Cannes, c’est un peu le pays du buzz permanent. Tous les dix mètres sur la Croisette (parce que deux rues derrière, c’est le calme plat), l’agitation frénétique amène à penser qu’il va se passer un truc important dans les secondes qui viennent, ici même, sous vos yeux ébahis. Les vigiles jouent des coudes et de leur autorité pour renforcer ce sentiment. Pourtant, 9 fois sur 10, rien ne bouge ; le buzz qui tombe à l’eau en somme. Enfin, certains considèrent qu’apercevoir un people (catégorie encore à définir même si tout le monde dans ce périmètre cannois se pense manifestement un peu people) derrière les vitres teintées d’une Renault reste un évènement.
Ce bourdonnement est rapidement épuisant. Bien plus que la vision de films (suivis bien entendu de soirées, car qui dit film à Cannes dit soirée), c’est ce plongeon dans cette concentration de jet-set et paillettes… douteuses qui est éprouvant.
Il y a d’abord les officiels, ceux qui arborent fièrement autour de leur coup, leur badge equipé d’un cordon Festival de Cannes. Eux, ils en sont. Ce sont les professionnels, ou identifiés comme tels. Ils ont souvent l’air lessivé dès les premiers jours.

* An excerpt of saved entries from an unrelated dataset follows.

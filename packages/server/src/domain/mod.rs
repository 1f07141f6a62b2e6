//! Domain layer.
//!
//! Value objects, the outbound message union, presence/roster types, and the collaborator
//! traits the hub depends on. Concrete collaborators live in the infrastructure layer.

pub mod error;
pub mod message;
pub mod presence;
pub mod profile;
pub mod value_object;

pub use error::{PresenceError, ProfileError, ValueObjectError};
pub use message::{InboundMessage, OutboundMessage, Payload, Roster};
pub use presence::{PresenceStatus, PresenceStore};
pub use profile::{Profile, ProfileLookup};
pub use value_object::{ConnectionId, UserId};
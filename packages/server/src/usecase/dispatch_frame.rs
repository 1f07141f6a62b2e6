//! UseCase: 受信フレームの処理
//!
//! ## テスト実装の作業記録
//!
//! ### 何をテストしているか
//! - DispatchFrameUseCase::execute() / record_activity() メソッド
//! - 受信フレームの種類ごとの振り分け（識別・退出・チャット・ステータス要求・パススルー）
//!
//! ### なぜこのテストが必要か
//! - sender は必ず束縛済みの ID で上書きされ、なりすましできないことを保証
//! - チャットは送信者以外、パススルーは全員に届くことを確認
//! - ステータス要求の応答は要求した接続だけに届くことを確認
//!
//! ### どのような状況を想定しているか
//! - 正常系：識別済み接続からのチャット、明示的な退出、ステータス要求
//! - 異常系：JSON でないフレーム、未知の type
//! - エッジケース：未識別接続からの sender 付きチャット、heartbeat

use std::sync::Arc;

use crate::{
    domain::{ConnectionId, InboundMessage, OutboundMessage, UserId},
    hub::{HubHandle, RosterBuilder, RosterError},
    infrastructure::dto::websocket::decode_inbound,
};

use super::error::DispatchFrameError;

/// 接続ごとの状態（reader タスクが所有する）
#[derive(Debug, Clone, PartialEq, Eq)]
pub struct ConnectionContext {
    pub id: ConnectionId,
    /// user_join で束縛された ID
    pub user_id: Option<UserId>,
}

impl ConnectionContext {
    pub fn new(id: ConnectionId) -> Self {
        Self { id, user_id: None }
    }
}

/// フレーム処理のユースケース
pub struct DispatchFrameUseCase {
    hub: HubHandle,
    roster: Arc<RosterBuilder>,
}

impl DispatchFrameUseCase {
    pub fn new(hub: HubHandle, roster: Arc<RosterBuilder>) -> Self {
        Self { hub, roster }
    }

    /// 受信アクティビティを記録
    ///
    /// Presence の更新はエンジンが行う（登録中かつ識別済みの接続に限る）。
    pub async fn record_activity(&self, ctx: &ConnectionContext) -> Result<(), DispatchFrameError> {
        self.hub.touch(ctx.id).await?;
        Ok(())
    }

    /// テキストフレームを 1 つ処理
    pub async fn execute(
        &self,
        ctx: &mut ConnectionContext,
        text: &str,
    ) -> Result<(), DispatchFrameError> {
        let message = decode_inbound(text);
        tracing::debug!(conn_id = %ctx.id, "Dispatching {:?}", message);

        match message {
            InboundMessage::UserJoin { user_id } => {
                self.hub.identify(ctx.id, user_id.clone()).await?;
                ctx.user_id = Some(user_id);
            }
            InboundMessage::UserLeave => match ctx.user_id.take() {
                Some(_) => self.hub.release(ctx.id).await?,
                None => tracing::debug!(conn_id = %ctx.id, "user_leave from anonymous connection"),
            },
            InboundMessage::Chat { payload } => {
                let message = OutboundMessage::ChatText {
                    sender: ctx.user_id.clone(),
                    payload,
                };
                self.hub.relay(ctx.id, message, false).await?;
            }
            InboundMessage::ProfileUpdate { payload } => {
                let message = OutboundMessage::ProfileUpdate {
                    sender: ctx.user_id.clone(),
                    payload,
                };
                self.hub.relay(ctx.id, message, false).await?;
            }
            InboundMessage::StatusRequest => match self.roster.build().await {
                Ok(roster) => {
                    self.hub
                        .send_to(ctx.id, OutboundMessage::RosterSnapshot(roster))
                        .await?
                }
                Err(RosterError::Hub(e)) => return Err(e.into()),
                Err(e) => tracing::warn!(conn_id = %ctx.id, "Cannot answer status request: {}", e),
            },
            InboundMessage::Heartbeat => {}
            InboundMessage::PassThrough { raw } => {
                self.hub
                    .relay(ctx.id, OutboundMessage::PassThrough(raw), true)
                    .await?;
            }
        }
        Ok(())
    }
}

Ensuite, on trouve une diversité bien plus forte que ce que l’on pourrait imaginer. De la famille en train d’ingurgiter son McDo sur les bancs de la Croisette, aux putes de luxe, en passant par les petits vieux assis au milieu de ce chaos, les ados en costume trop grand, les jeunes poufs aux talons aussi grands que leur inexpérience sur ces échasses, les (pseudos ?) pro du spectacle le cigare aux lèvres et le téléphone à l’oreille, les chauffeurs persuadés qu’ils ont le métier le plus important du monde pour se permettre si besoin d’écraser un encombrant piéton, les indiens chantants (oui c’est ça ! les éternels indiens que l’on retrouve sur tous les festivals qui s’époumonent en tapant des pieds, et jettent leur dernier souffle dans leur flûte, agitant leurs plumes avec leurs enceintes saturées et à l’agonie), sans oublier les starlettes toujours affublés de lunettes de soleil à 21h, les putes qui se font prendre en photos devant des vitrines de luxe de la Croisette (je sais cela fait beaucoup de putes sur un kilomètre de rue!), sans oublier les mecs aux allures de rebelles dans leur caisse à 100 000€.
Autant de cons qu’ailleurs en somme… hum ? Peut-être un peu plus tout de même.